I have a different understanding of that history. In his separate dissenting opinion in the Slaughter-House Cases, a 5-4 decision, I think Justice Bradley clearly stated the central idea of the doctrine of substantive economic due process more than thirty years before Lochner:
The granting of monopolies, or exclusive privileges to individuals or corporations, is an invasion of the right of others to choose a lawful calling, and an infringement of personal liberty. It was so felt by the English nation as far back as the reigns of Elizabeth and James . . . . In my view, a law which prohibits a large class of citizens from adopting a lawful employment, or from following a lawful employment previously adopted, does deprive them of liberty as well as property, without due process of law. Their right of choice is a portion of their liberty; their occupation is their property. (my italics)

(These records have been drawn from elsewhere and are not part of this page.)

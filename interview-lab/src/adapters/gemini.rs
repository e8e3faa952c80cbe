use async_trait::async_trait;
use gemini_adapter::{GeminiClient, GeminiError};
use interview_core::generator::{GenerationRequest, ProviderError, TextGenerator};
use tracing::Instrument;

/// The pipeline's [`TextGenerator`] backed by Gemini.
///
/// Call metadata is not sent upstream; it only tags the tracing span of the
/// call.
#[derive(Debug, Clone)]
pub struct GeminiGenerator {
    /// The underlying REST client.
    pub client: GeminiClient,
}

impl GeminiGenerator {
    /// Wraps an existing client.
    #[must_use]
    pub const fn new(client: GeminiClient) -> Self {
        Self { client }
    }

    /// Builds the client from the process environment.
    ///
    /// # Errors
    ///
    /// Returns [`GeminiError::InvalidConfig`] on a missing key or malformed
    /// setting.
    pub fn from_env() -> Result<Self, GeminiError> {
        GeminiClient::from_env().map(Self::new)
    }
}

#[async_trait]
impl TextGenerator for GeminiGenerator {
    async fn generate(&self, request: GenerationRequest) -> Result<String, ProviderError> {
        let metadata = &request.metadata;
        let span = tracing::debug_span!(
            "gemini_call",
            request_id = %metadata.request_id,
            target = %metadata.target,
            attempt = metadata.attempt,
            stage = %metadata.stage,
            system_prompt_hash = %metadata.system_prompt_hash,
            payload_hash = %metadata.payload_hash,
            json_only = metadata.json_only,
        );

        self.client
            .generate(&request.system_prompt, &request.user_prompt, request.temperature)
            .instrument(span)
            .await
            .map_err(ProviderError::from_source)
    }
}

The Court in Lochner cited Allgeyer v Louisiana (1897) as authority for the proposition that "The general right to make a contract in relation to his business is part of the liberty of the individual protected by the Fourteenth Amendment of the Federal Constitution." Recognizing the other side of the argument, Lochner cited Mugler v. Kansas (1887) for the proposition that "Both property and liberty are held on such reasonable conditions as may be imposed by the governing power of the State in the exercise of [its police] powers, and with such conditions the Fourteenth Amendment was not designed to interfere." The Lochner majority further acknowledged that "This Court has recognized the existence and upheld the exercise of the police powers of the States in many cases . . . . Among the later cases in which the state law has been upheld by this court is that of Holden v. Hardy."

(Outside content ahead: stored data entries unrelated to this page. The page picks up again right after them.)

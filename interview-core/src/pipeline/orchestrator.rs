//! The bounded generate/validate/repair loop.

use serde_json::{json, Value};
use tokio::time::Instant;
use uuid::Uuid;

use super::config::PipelineConfig;
use super::error::{AttemptRecord, PipelineError};
use super::feedback::{parse_and_validate, Failure, RepairPayload};
use super::telemetry::{content_hash, preview, redacted};
use crate::contracts::{Contract, Evaluation, EvaluationRequest, Question, QuestionRequest};
use crate::generator::{CallMetadata, GenerationRequest, Stage, TextGenerator};
use crate::prompts::{PromptCache, PromptKey, PromptStore};
use crate::schema::schema_for;

/// Fragments are joined with a blank line between them.
const FRAGMENT_SEPARATOR: &str = "\n\n";

/// Everything one invocation needs besides the pipeline itself.
struct Invocation {
    request_id: String,
    system_prompt: String,
    user_payload: Value,
    lane_hint: Option<String>,
}

/// One model call of an attempt.
struct Call<'a> {
    attempt: usize,
    stage: Stage,
    system_prompt: &'a str,
    user_prompt: String,
    temperature: f32,
}

/// Turns a [`TextGenerator`] into a source of validated contracts.
///
/// Every attempt issues a primary call; if its output is rejected, a repair
/// call follows with the rejection details. An attempt whose repair also
/// fails is discarded and the next one starts from a fresh primary call.
///
/// The pipeline holds no per-invocation state and can be shared across tasks.
pub struct InterviewPipeline<G> {
    generator: G,
    prompts: PromptCache,
    config: PipelineConfig,
}

impl<G: TextGenerator> InterviewPipeline<G> {
    /// Creates a pipeline over `generator`, reading fragments from `store`.
    ///
    /// # Errors
    ///
    /// Returns [`PipelineError::InvalidConfig`] when `max_attempts` is zero.
    pub fn new(
        generator: G,
        store: impl PromptStore + 'static,
        config: PipelineConfig,
    ) -> Result<Self, PipelineError> {
        if config.max_attempts < 1 {
            return Err(PipelineError::InvalidConfig(
                "max_attempts must be >= 1".to_string(),
            ));
        }
        Ok(Self {
            generator,
            prompts: PromptCache::new(store),
            config,
        })
    }

    /// Active configuration.
    #[must_use]
    pub const fn config(&self) -> &PipelineConfig {
        &self.config
    }

    /// The prompt fragment cache.
    #[must_use]
    pub const fn prompts(&self) -> &PromptCache {
        &self.prompts
    }

    /// Generates one validated question.
    ///
    /// # Errors
    ///
    /// Returns [`PipelineError::Exhausted`] when no attempt produced a valid
    /// question, [`PipelineError::Provider`] when a call failed, and
    /// [`PipelineError::Prompt`] when a fragment is missing.
    pub async fn generate_question(
        &self,
        request: &QuestionRequest,
    ) -> Result<Question, PipelineError> {
        let lane = PromptKey::Lane(request.track(), request.question_type());
        let system_prompt = self
            .compose(&[PromptKey::GENERATOR_BASE, lane.clone(), PromptKey::JSON_RULES])
            .await?;

        let mut user_payload = json!({
            "track": request.track(),
            "question_type": request.question_type(),
            "difficulty": request.difficulty(),
        });
        if let (Some(style), Value::Object(object)) = (request.style(), &mut user_payload) {
            object.insert("style".to_string(), Value::from(style.as_str()));
        }

        self.run_with_repair(Invocation {
            request_id: Uuid::new_v4().to_string(),
            system_prompt,
            user_payload,
            lane_hint: Some(lane.to_string()),
        })
        .await
    }

    /// Grades one candidate answer.
    ///
    /// # Errors
    ///
    /// Same as [`generate_question`](Self::generate_question).
    pub async fn evaluate_answer(
        &self,
        request: &EvaluationRequest,
    ) -> Result<Evaluation, PipelineError> {
        let system_prompt = self
            .compose(&[PromptKey::EVALUATOR_BASE, PromptKey::JSON_RULES])
            .await?;

        let mut user_payload = json!({
            "question_json": request.question_json(),
            "candidate_answer": request.candidate_answer(),
        });
        if let (Some(summary), Value::Object(object)) =
            (request.validator_summary(), &mut user_payload)
        {
            object.insert(
                "validator_summary".to_string(),
                Value::Object(summary.clone()),
            );
        }

        self.run_with_repair(Invocation {
            request_id: Uuid::new_v4().to_string(),
            system_prompt,
            user_payload,
            lane_hint: None,
        })
        .await
    }

    async fn compose(&self, keys: &[PromptKey]) -> Result<String, PipelineError> {
        let mut fragments = Vec::with_capacity(keys.len());
        for key in keys {
            fragments.push(self.prompts.get(key).await?);
        }
        Ok(fragments.join(FRAGMENT_SEPARATOR))
    }

    async fn run_with_repair<C: Contract>(
        &self,
        invocation: Invocation,
    ) -> Result<C, PipelineError> {
        let kind = C::KIND;
        let start = Instant::now();
        let max_attempts = self.config.max_attempts;
        let system_prompt_hash = content_hash(&invocation.system_prompt);
        let user_prompt = invocation.user_payload.to_string();
        let mut history: Vec<AttemptRecord> = Vec::new();

        tracing::info!(
            event = "pipeline_start",
            request_id = %invocation.request_id,
            target = %kind,
            max_attempts,
            system_prompt_hash = %system_prompt_hash,
            lane_hint = invocation.lane_hint.as_deref().unwrap_or(""),
            user_payload_preview = %redacted(&invocation.user_payload),
            "pipeline_start"
        );

        for attempt in 1..=max_attempts {
            let raw_output = self
                .call::<C>(
                    &invocation,
                    Call {
                        attempt,
                        stage: Stage::Primary,
                        system_prompt: &invocation.system_prompt,
                        user_prompt: user_prompt.clone(),
                        temperature: self.config.primary_temperature,
                    },
                )
                .await?;

            let failure = match parse_and_validate::<C>(&raw_output) {
                Ok(contract) => {
                    return Ok(succeed(&invocation, attempt, Stage::Primary, contract));
                }
                Err(failure) => failure,
            };
            self.reject::<C>(&invocation, &mut history, attempt, Stage::Primary, &failure, start);

            let repair_system_prompt = self.prompts.get(&PromptKey::JSON_REPAIR).await?;
            let mut payload = RepairPayload::new(kind, &raw_output, &failure);
            if self.config.include_json_schema_in_repair {
                payload = payload.with_schema(schema_for(kind));
            }

            let repair_output = self
                .call::<C>(
                    &invocation,
                    Call {
                        attempt,
                        stage: Stage::Repair,
                        system_prompt: &repair_system_prompt,
                        user_prompt: json!(payload).to_string(),
                        temperature: self.config.repair_temperature,
                    },
                )
                .await?;

            match parse_and_validate::<C>(&repair_output) {
                Ok(contract) => {
                    return Ok(succeed(&invocation, attempt, Stage::Repair, contract));
                }
                Err(failure) => {
                    self.reject::<C>(&invocation, &mut history, attempt, Stage::Repair, &failure, start);
                }
            }
        }

        let last_error = history
            .last()
            .map_or_else(|| "unknown error".to_string(), describe);

        tracing::error!(
            event = "pipeline_exhausted",
            request_id = %invocation.request_id,
            target = %kind,
            attempts = max_attempts,
            elapsed_ms = u64::try_from(start.elapsed().as_millis()).unwrap_or(u64::MAX),
            last_error = %last_error,
            "pipeline_exhausted"
        );

        Err(PipelineError::Exhausted {
            target: kind,
            attempts: max_attempts,
            last_error,
            history,
        })
    }

    async fn call<C: Contract>(
        &self,
        invocation: &Invocation,
        call: Call<'_>,
    ) -> Result<String, PipelineError> {
        let kind = C::KIND;
        let metadata = CallMetadata {
            request_id: invocation.request_id.clone(),
            target: kind,
            attempt: call.attempt,
            stage: call.stage,
            system_prompt_hash: content_hash(call.system_prompt),
            payload_hash: content_hash(&call.user_prompt),
            lane_hint: invocation.lane_hint.clone(),
            target_schema_name: kind.schema_name(),
            json_only: self.config.request_json_only,
        };

        let output = self
            .generator
            .generate(GenerationRequest {
                system_prompt: call.system_prompt.to_string(),
                user_prompt: call.user_prompt,
                temperature: Some(call.temperature),
                metadata: metadata.clone(),
            })
            .await
            .map_err(|source| {
                tracing::error!(
                    event = "pipeline_provider_error",
                    request_id = %invocation.request_id,
                    target = %kind,
                    attempt = call.attempt,
                    stage = %call.stage,
                    error = %source,
                    "pipeline_provider_error"
                );
                PipelineError::Provider {
                    target: kind,
                    attempt: call.attempt,
                    stage: call.stage,
                    source,
                }
            })?;

        tracing::info!(
            event = "pipeline_response",
            request_id = %metadata.request_id,
            target = %kind,
            attempt = call.attempt,
            stage = %call.stage,
            system_prompt_hash = %metadata.system_prompt_hash,
            payload_hash = %metadata.payload_hash,
            raw_output_preview = %preview(&output, self.config.max_output_preview_chars),
            "pipeline_response"
        );

        Ok(output)
    }

    fn reject<C: Contract>(
        &self,
        invocation: &Invocation,
        history: &mut Vec<AttemptRecord>,
        attempt: usize,
        stage: Stage,
        failure: &Failure,
        start: Instant,
    ) {
        tracing::warn!(
            event = "pipeline_invalid",
            request_id = %invocation.request_id,
            target = %C::KIND,
            attempt,
            stage = %stage,
            error_kind = %failure.kind,
            error = %preview(&failure.message, self.config.max_output_preview_chars),
            "pipeline_invalid"
        );
        history.push(AttemptRecord {
            attempt,
            stage,
            failure_kind: failure.kind,
            message: failure.message.clone(),
            elapsed: start.elapsed(),
        });
    }
}

fn succeed<C: Contract>(invocation: &Invocation, attempt: usize, stage: Stage, contract: C) -> C {
    tracing::info!(
        event = "pipeline_success",
        request_id = %invocation.request_id,
        target = %C::KIND,
        attempt,
        stage = %stage,
        "pipeline_success"
    );
    contract
}

fn describe(record: &AttemptRecord) -> String {
    format!("{} failed [{}]: {}", record.stage, record.failure_kind, record.message)
}

impl<G> std::fmt::Debug for InterviewPipeline<G> {
    fn fmt(&self, f: &mut std::fmt::Formatter<'_>) -> std::fmt::Result {
        f.debug_struct("InterviewPipeline")
            .field("prompts", &self.prompts)
            .field("config", &self.config)
            .finish_non_exhaustive()
    }
}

Allegeyer, Mugler, and Holden were all important cases in the Court's development of the substantive due process doctrine. So were Munn v. Illinois (1876); Santa Clara County v. So. Pacific Railway (1886); and Chicago, Milwaukee, and St. Paul Railway Co. v. Minnesota (1890). Lochner, in 1905, may mark the point at which the doctrine of substantive economic due process first burst into full bloom, but the buds had been forming during the three decades before that.